Write every line of the following listing exactly as it reads.
BEGIN
use crate::state::TransformMode;
use glam::Vec3;
use serde::{Deserialize, Serialize};
use std::path::Path;

/// Errors from loading or validating a scene configuration.
#[derive(Debug, thiserror::Error)]
pub enum ConfigError {
    #[error("IO error: {0}")]
    Io(#[from] std::io::Error),
    #[error("YAML error: {0}")]
    Yaml(#[from] serde_yaml::Error),
    #[error("JSON error: {0}")]
    Json(#[from] serde_json::Error),
    #[error("invalid config: {0}")]
    Invalid(String),
}

/// Window parameters for the desktop host.
#[derive(Debug, Clone, PartialEq, Serialize, Deserialize)]
#[serde(default)]
pub struct WindowConfig {
    pub title: String,
    pub width: u32,
    pub height: u32,
}

impl Default for WindowConfig {
    fn default() -> Self {
        Self {
            title: "cubecross".into(),
            width: 1280,
            height: 720,
        }
    }
}

/// Everything tunable about the scene. Defaults reproduce the stock cube
/// cross: 80 degree field of view, pivot shift `(-4, -2, -20)`, 0.07 rad per
/// key press and five cube placements.
#[derive(Debug, Clone, PartialEq, Serialize, Deserialize)]
#[serde(default)]
pub struct SceneConfig {
    pub window: WindowConfig,
    pub fov_degrees: f32,
    pub near: f32,
    pub far: f32,
    /// Initial translation of the projection; also the pivot for Alt+Left/Right.
    pub shift: Vec3,
    /// Radians per key press.
    pub rotation_rate: f32,
    pub clear_color: [f32; 4],
    /// Offsets applied to the projection before each cube draw.
    pub layout: Vec<Vec3>,
    pub mode: TransformMode,
}

impl Default for SceneConfig {
    fn default() -> Self {
        Self {
            window: WindowConfig::default(),
            fov_degrees: 80.0,
            near: 0.1,
            far: 100.0,
            shift: Vec3::new(-4.0, -2.0, -20.0),
            rotation_rate: 0.07,
            clear_color: [0.5, 0.5, 0.5, 0.9],
            layout: vec![
                Vec3::ZERO,
                Vec3::new(-2.0, 0.0, 0.0),
                Vec3::new(4.0, 0.0, 0.0),
                Vec3::new(-2.0, 2.0, 0.0),
                Vec3::new(0.0, -2.0, 0.0),
            ],
            mode: TransformMode::Compounding,
        }
    }
}

impl SceneConfig {
    /// Load from a `.json` file, or YAML for any other extension.
    pub fn load(path: impl AsRef<Path>) -> Result<Self, ConfigError> {
        let path = path.as_ref();
        let text = std::fs::read_to_string(path)?;
        let config: Self = match path.extension().and_then(|e| e.to_str()) {
            Some("json") => serde_json::from_str(&text)?,
            _ => serde_yaml::from_str(&text)?,
        };
        config.validate()?;
        tracing::debug!(path = %path.display(), "loaded scene config");
        Ok(config)
    }

    pub fn to_yaml(&self) -> Result<String, ConfigError> {
        Ok(serde_yaml::to_string(self)?)
    }

    /// Reject values that would produce a degenerate projection or an
    /// empty frame.
    pub fn validate(&self) -> Result<(), ConfigError> {
        let invalid = |msg: String| Err(ConfigError::Invalid(msg));

        if !self.fov_degrees.is_finite() || self.fov_degrees <= 0.0 || self.fov_degrees >= 180.0 {
            return invalid(format!("fov_degrees must be in (0, 180), got {}", self.fov_degrees));
        }
        if !self.near.is_finite() || self.near <= 0.0 {
            return invalid(format!("near must be positive, got {}", self.near));
        }
        if !self.far.is_finite() || self.far <= self.near {
            return invalid(format!("far ({}) must exceed near ({})", self.far, self.near));
        }
        if !self.shift.is_finite() {
            return invalid("shift must be finite".into());
        }
        if !self.rotation_rate.is_finite() {
            return invalid("rotation_rate must be finite".into());
        }
        if self.layout.is_empty() {
            return invalid("layout must contain at least one placement".into());
        }
        if let Some(i) = self.layout.iter().position(|v| !v.is_finite()) {
            return invalid(format!("layout[{i}] is not finite"));
        }
        if self.window.width == 0 || self.window.height == 0 {
            return invalid("window size must be non-zero".into());
        }
        Ok(())
    }

    /// Sum of layout offsets; zero means a frame leaves the projection where
    /// it found it.
    pub fn layout_net_offset(&self) -> Vec3 {
        self.layout.iter().copied().sum()
    }
}

#[cfg(test)]
mod tests {
    use super::*;
    use std::io::Write;

    #[test]
    fn default_is_valid() {
        let config = SceneConfig::default();
        config.validate().unwrap();
        assert_eq!(config.layout.len(), 5);
        assert_eq!(config.layout_net_offset(), Vec3::ZERO);
    }

    #[test]
    fn yaml_round_trip() {
        let config = SceneConfig {
            mode: TransformMode::Recomputed,
            rotation_rate: 0.1,
            ..SceneConfig::default()
        };
        let yaml = config.to_yaml().unwrap();
        let back: SceneConfig = serde_yaml::from_str(&yaml).unwrap();
        assert_eq!(back, config);
    }

    #[test]
    fn partial_yaml_fills_defaults() {
        let config: SceneConfig = serde_yaml::from_str("fov_degrees: 60.0\nmode: recomputed\n").unwrap();
        assert_eq!(config.fov_degrees, 60.0);
        assert_eq!(config.mode, TransformMode::Recomputed);
        assert_eq!(config.shift, Vec3::new(-4.0, -2.0, -20.0));
    }

    #[test]
    fn load_yaml_file() {
        let mut file = tempfile::Builder::new().suffix(".yaml").tempfile().unwrap();
        writeln!(file, "rotation_rate: 0.2\nwindow:\n  title: test").unwrap();
        let config = SceneConfig::load(file.path()).unwrap();
        assert_eq!(config.rotation_rate, 0.2);
        assert_eq!(config.window.title, "test");
        assert_eq!(config.window.width, 1280);
    }

    #[test]
    fn load_json_file() {
        let mut file = tempfile::Builder::new().suffix(".json").tempfile().unwrap();
        write!(file, r#"{{"near": 0.5, "far": 50.0}}"#).unwrap();
        let config = SceneConfig::load(file.path()).unwrap();
        assert_eq!(config.near, 0.5);
        assert_eq!(config.far, 50.0);
    }

    #[test]
    fn load_rejects_invalid() {
        let mut file = tempfile::Builder::new().suffix(".yaml").tempfile().unwrap();
        writeln!(file, "near: 10.0\nfar: 1.0").unwrap();
        let err = SceneConfig::load(file.path()).unwrap_err();
        assert!(matches!(err, ConfigError::Invalid(_)));
    }

    #[test]
    fn load_missing_file() {
        let dir = tempfile::tempdir().unwrap();
        let err = SceneConfig::load(dir.path().join("nope.yaml")).unwrap_err();
        assert!(matches!(err, ConfigError::Io(_)));
    }

    #[test]
    fn validate_rejects_bad_values() {
        let cases = [
            SceneConfig {
                fov_degrees: 0.0,
                ..SceneConfig::default()
            },
            SceneConfig {
                near: -1.0,
                ..SceneConfig::default()
            },
            SceneConfig {
                layout: Vec::new(),
                ..SceneConfig::default()
            },
            SceneConfig {
                rotation_rate: f32::NAN,
                ..SceneConfig::default()
            },
            SceneConfig {
                shift: Vec3::new(f32::INFINITY, 0.0, 0.0),
                ..SceneConfig::default()
            },
        ];
        for config in cases {
            assert!(config.validate().is_err(), "{config:?} should be invalid");
        }
    }
}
END
## SOLUTION FOR THIS TASK
use crate::state::TransformMode;
use glam::Vec3;
use serde::{Deserialize, Serialize};
use std::path::Path;

/// Errors from loading or validating a scene configuration.
#[derive(Debug, thiserror::Error)]
pub enum ConfigError {
    #[error("IO error: {0}")]
    Io(#[from] std::io::Error),
    #[error("YAML error: {0}")]
    Yaml(#[from] serde_yaml::Error),
    #[error("JSON error: {0}")]
    Json(#[from] serde_json::Error),
    #[error("invalid config: {0}")]
    Invalid(String),
}

/// Window parameters for the desktop host.
#[derive(Debug, Clone, PartialEq, Serialize, Deserialize)]
#[serde(default)]
pub struct WindowConfig {
    pub title: String,
    pub width: u32,
    pub height: u32,
}

impl Default for WindowConfig {
    fn default() -> Self {
        Self {
            title: "cubecross".into(),
            width: 1280,
            height: 720,
        }
    }
}

/// Everything tunable about the scene. Defaults reproduce the stock cube
/// cross: 80 degree field of view, pivot shift `(-4, -2, -20)`, 0.07 rad per
/// key press and five cube placements.
#[derive(Debug, Clone, PartialEq, Serialize, Deserialize)]
#[serde(default)]
pub struct SceneConfig {
    pub window: WindowConfig,
    pub fov_degrees: f32,
    pub near: f32,
    pub far: f32,
    /// Initial translation of the projection; also the pivot for Alt+Left/Right.
    pub shift: Vec3,
    /// Radians per key press.
    pub rotation_rate: f32,
    pub clear_color: [f32; 4],
    /// Offsets applied to the projection before each cube draw.
    pub layout: Vec<Vec3>,
    pub mode: TransformMode,
}

impl Default for SceneConfig {
    fn default() -> Self {
        Self {
            window: WindowConfig::default(),
            fov_degrees: 80.0,
            near: 0.1,
            far: 100.0,
            shift: Vec3::new(-4.0, -2.0, -20.0),
            rotation_rate: 0.07,
            clear_color: [0.5, 0.5, 0.5, 0.9],
            layout: vec![
                Vec3::ZERO,
                Vec3::new(-2.0, 0.0, 0.0),
                Vec3::new(4.0, 0.0, 0.0),
                Vec3::new(-2.0, 2.0, 0.0),
                Vec3::new(0.0, -2.0, 0.0),
            ],
            mode: TransformMode::Compounding,
        }
    }
}

impl SceneConfig {
    /// Load from a `.json` file, or YAML for any other extension.
    pub fn load(path: impl AsRef<Path>) -> Result<Self, ConfigError> {
        let path = path.as_ref();
        let text = std::fs::read_to_string(path)?;
        let config: Self = match path.extension().and_then(|e| e.to_str()) {
            Some("json") => serde_json::from_str(&text)?,
            _ => serde_yaml::from_str(&text)?,
        };
        config.validate()?;
        tracing::debug!(path = %path.display(), "loaded scene config");
        Ok(config)
    }

    pub fn to_yaml(&self) -> Result<String, ConfigError> {
        Ok(serde_yaml::to_string(self)?)
    }

    /// Reject values that would produce a degenerate projection or an
    /// empty frame.
    pub fn validate(&self) -> Result<(), ConfigError> {
        let invalid = |msg: String| Err(ConfigError::Invalid(msg));

        if !self.fov_degrees.is_finite() || self.fov_degrees <= 0.0 || self.fov_degrees >= 180.0 {
            return invalid(format!("fov_degrees must be in (0, 180), got {}", self.fov_degrees));
        }
        if !self.near.is_finite() || self.near <= 0.0 {
            return invalid(format!("near must be positive, got {}", self.near));
        }
        if !self.far.is_finite() || self.far <= self.near {
            return invalid(format!("far ({}) must exceed near ({})", self.far, self.near));
        }
        if !self.shift.is_finite() {
            return invalid("shift must be finite".into());
        }
        if !self.rotation_rate.is_finite() {
            return invalid("rotation_rate must be finite".into());
        }
        if self.layout.is_empty() {
            return invalid("layout must contain at least one placement".into());
        }
        if let Some(i) = self.layout.iter().position(|v| !v.is_finite()) {
            return invalid(format!("layout[{i}] is not finite"));
        }
        if self.window.width == 0 || self.window.height == 0 {
            return invalid("window size must be non-zero".into());
        }
        Ok(())
    }

    /// Sum of layout offsets; zero means a frame leaves the projection where
    /// it found it.
    pub fn layout_net_offset(&self) -> Vec3 {
        self.layout.iter().copied().sum()
    }
}

#[cfg(test)]
mod tests {
    use super::*;
    use std::io::Write;

    #[test]
    fn default_is_valid() {
        let config = SceneConfig::default();
        config.validate().unwrap();
        assert_eq!(config.layout.len(), 5);
        assert_eq!(config.layout_net_offset(), Vec3::ZERO);
    }

    #[test]
    fn yaml_round_trip() {
        let config = SceneConfig {
            mode: TransformMode::Recomputed,
            rotation_rate: 0.1,
            ..SceneConfig::default()
        };
        let yaml = config.to_yaml().unwrap();
        let back: SceneConfig = serde_yaml::from_str(&yaml).unwrap();
        assert_eq!(back, config);
    }

    #[test]
    fn partial_yaml_fills_defaults() {
        let config: SceneConfig = serde_yaml::from_str("fov_degrees: 60.0\nmode: recomputed\n").unwrap();
        assert_eq!(config.fov_degrees, 60.0);
        assert_eq!(config.mode, TransformMode::Recomputed);
        assert_eq!(config.shift, Vec3::new(-4.0, -2.0, -20.0));
    }

    #[test]
    fn load_yaml_file() {
        let mut file = tempfile::Builder::new().suffix(".yaml").tempfile().unwrap();
        writeln!(file, "rotation_rate: 0.2\nwindow:\n  title: test").unwrap();
        let config = SceneConfig::load(file.path()).unwrap();
        assert_eq!(config.rotation_rate, 0.2);
        assert_eq!(config.window.title, "test");
        assert_eq!(config.window.width, 1280);
    }

    #[test]
    fn load_json_file() {
        let mut file = tempfile::Builder::new().suffix(".json").tempfile().unwrap();
        write!(file, r#"{{"near": 0.5, "far": 50.0}}"#).unwrap();
        let config = SceneConfig::load(file.path()).unwrap();
        assert_eq!(config.near, 0.5);
        assert_eq!(config.far, 50.0);
    }

    #[test]
    fn load_rejects_invalid() {
        let mut file = tempfile::Builder::new().suffix(".yaml").tempfile().unwrap();
        writeln!(file, "near: 10.0\nfar: 1.0").unwrap();
        let err = SceneConfig::load(file.path()).unwrap_err();
        assert!(matches!(err, ConfigError::Invalid(_)));
    }

    #[test]
    fn load_missing_file() {
        let dir = tempfile::tempdir().unwrap();
        let err = SceneConfig::load(dir.path().join("nope.yaml")).unwrap_err();
        assert!(matches!(err, ConfigError::Io(_)));
    }

    #[test]
    fn validate_rejects_bad_values() {
        let cases = [
            SceneConfig {
                fov_degrees: 0.0,
                ..SceneConfig::default()
            },
            SceneConfig {
                near: -1.0,
                ..SceneConfig::default()
            },
            SceneConfig {
                layout: Vec::new(),
                ..SceneConfig::default()
            },
            SceneConfig {
                rotation_rate: f32::NAN,
                ..SceneConfig::default()
            },
            SceneConfig {
                shift: Vec3::new(f32::INFINITY, 0.0, 0.0),
                ..SceneConfig::default()
            },
        ];
        for config in cases {
            assert!(config.validate().is_err(), "{config:?} should be invalid");
        }
    }
}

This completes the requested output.